## [ASSIGNMENT]
From the data below, copy each line that includes the word "time".

--- DATASET Enclosed Below ---

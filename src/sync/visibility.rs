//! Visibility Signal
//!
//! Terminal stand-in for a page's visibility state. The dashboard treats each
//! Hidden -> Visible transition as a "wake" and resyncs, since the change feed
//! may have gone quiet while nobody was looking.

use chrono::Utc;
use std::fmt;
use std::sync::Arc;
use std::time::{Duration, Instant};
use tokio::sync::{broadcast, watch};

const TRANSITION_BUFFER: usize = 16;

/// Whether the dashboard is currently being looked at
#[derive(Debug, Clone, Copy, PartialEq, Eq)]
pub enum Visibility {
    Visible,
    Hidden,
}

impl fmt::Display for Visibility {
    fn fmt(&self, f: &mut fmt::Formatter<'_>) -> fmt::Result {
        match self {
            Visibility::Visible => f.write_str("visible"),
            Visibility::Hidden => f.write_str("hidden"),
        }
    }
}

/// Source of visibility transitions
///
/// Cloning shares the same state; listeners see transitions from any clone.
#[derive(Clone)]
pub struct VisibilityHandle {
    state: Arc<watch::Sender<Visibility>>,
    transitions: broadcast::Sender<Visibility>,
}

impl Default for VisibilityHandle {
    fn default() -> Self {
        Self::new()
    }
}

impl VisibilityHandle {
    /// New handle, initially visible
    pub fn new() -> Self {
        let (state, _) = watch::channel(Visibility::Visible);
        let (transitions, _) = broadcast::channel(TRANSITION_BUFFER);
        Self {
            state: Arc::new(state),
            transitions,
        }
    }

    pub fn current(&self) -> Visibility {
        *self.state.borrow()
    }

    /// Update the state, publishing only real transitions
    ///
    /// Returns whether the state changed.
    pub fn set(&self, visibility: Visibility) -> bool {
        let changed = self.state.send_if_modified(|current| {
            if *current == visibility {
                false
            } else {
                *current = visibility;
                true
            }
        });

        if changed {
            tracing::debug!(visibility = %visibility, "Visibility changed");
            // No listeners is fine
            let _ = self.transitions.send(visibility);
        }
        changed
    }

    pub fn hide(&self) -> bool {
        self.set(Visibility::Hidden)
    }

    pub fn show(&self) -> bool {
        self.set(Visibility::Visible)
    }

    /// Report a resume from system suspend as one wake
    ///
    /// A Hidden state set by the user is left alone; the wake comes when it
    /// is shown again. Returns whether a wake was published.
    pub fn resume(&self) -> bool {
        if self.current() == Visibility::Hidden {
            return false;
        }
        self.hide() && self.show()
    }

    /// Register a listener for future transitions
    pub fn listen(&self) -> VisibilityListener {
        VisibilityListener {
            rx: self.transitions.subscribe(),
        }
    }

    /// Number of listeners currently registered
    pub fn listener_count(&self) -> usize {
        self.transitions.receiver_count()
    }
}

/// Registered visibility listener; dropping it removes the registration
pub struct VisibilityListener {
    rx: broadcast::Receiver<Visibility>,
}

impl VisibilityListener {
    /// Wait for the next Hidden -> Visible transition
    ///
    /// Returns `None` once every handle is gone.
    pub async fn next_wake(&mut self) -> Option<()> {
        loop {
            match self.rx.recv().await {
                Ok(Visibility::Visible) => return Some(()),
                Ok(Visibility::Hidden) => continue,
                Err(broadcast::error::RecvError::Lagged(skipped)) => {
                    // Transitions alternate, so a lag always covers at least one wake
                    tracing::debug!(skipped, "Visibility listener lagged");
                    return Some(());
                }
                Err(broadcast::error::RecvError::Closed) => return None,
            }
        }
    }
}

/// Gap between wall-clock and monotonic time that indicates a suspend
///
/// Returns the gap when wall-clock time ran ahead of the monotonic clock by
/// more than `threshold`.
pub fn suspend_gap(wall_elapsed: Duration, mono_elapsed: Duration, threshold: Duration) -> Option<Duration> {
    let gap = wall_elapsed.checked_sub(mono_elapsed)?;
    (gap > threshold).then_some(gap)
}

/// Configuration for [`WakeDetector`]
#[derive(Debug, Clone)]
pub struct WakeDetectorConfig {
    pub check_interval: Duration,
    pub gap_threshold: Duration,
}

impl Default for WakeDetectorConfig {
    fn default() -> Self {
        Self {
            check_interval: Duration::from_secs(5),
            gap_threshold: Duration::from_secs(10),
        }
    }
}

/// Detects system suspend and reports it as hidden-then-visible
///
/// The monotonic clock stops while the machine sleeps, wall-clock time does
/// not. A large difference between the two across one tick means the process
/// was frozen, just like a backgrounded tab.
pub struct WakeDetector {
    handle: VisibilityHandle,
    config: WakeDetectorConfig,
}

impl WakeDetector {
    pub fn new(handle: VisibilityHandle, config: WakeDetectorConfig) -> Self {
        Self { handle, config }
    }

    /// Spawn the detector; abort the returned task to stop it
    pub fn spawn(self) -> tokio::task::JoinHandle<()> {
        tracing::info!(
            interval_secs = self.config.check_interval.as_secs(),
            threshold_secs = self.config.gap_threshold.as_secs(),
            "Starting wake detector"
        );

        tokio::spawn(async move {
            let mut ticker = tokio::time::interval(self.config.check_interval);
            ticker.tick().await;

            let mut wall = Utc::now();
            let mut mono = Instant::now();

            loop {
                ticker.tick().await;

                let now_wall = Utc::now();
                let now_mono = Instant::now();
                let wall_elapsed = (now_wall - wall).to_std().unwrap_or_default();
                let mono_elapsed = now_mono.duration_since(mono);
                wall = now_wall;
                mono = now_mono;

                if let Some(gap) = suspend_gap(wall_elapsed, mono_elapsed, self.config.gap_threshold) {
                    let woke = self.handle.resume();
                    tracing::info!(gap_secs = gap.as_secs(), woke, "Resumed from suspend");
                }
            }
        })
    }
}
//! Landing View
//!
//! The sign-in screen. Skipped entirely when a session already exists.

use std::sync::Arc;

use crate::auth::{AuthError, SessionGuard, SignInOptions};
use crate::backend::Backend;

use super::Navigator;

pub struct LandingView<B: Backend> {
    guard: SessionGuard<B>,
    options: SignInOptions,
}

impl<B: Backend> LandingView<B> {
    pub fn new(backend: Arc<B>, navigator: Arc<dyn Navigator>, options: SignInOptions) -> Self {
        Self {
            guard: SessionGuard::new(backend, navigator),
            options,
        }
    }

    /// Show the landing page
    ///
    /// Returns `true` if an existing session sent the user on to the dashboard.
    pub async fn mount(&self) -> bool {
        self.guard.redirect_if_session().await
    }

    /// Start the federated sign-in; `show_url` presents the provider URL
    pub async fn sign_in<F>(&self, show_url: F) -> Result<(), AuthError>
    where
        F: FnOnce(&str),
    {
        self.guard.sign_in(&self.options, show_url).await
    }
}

--- End of Enclosed DATASET ---

## [YOUR SOLUTION]
use std::time::{Duration, Instant};
/// Gap between wall-clock and monotonic time that indicates a suspend
/// Returns the gap when wall-clock time ran ahead of the monotonic clock by
/// The monotonic clock stops while the machine sleeps, wall-clock time does
            let mut ticker = tokio::time::interval(self.config.check_interval);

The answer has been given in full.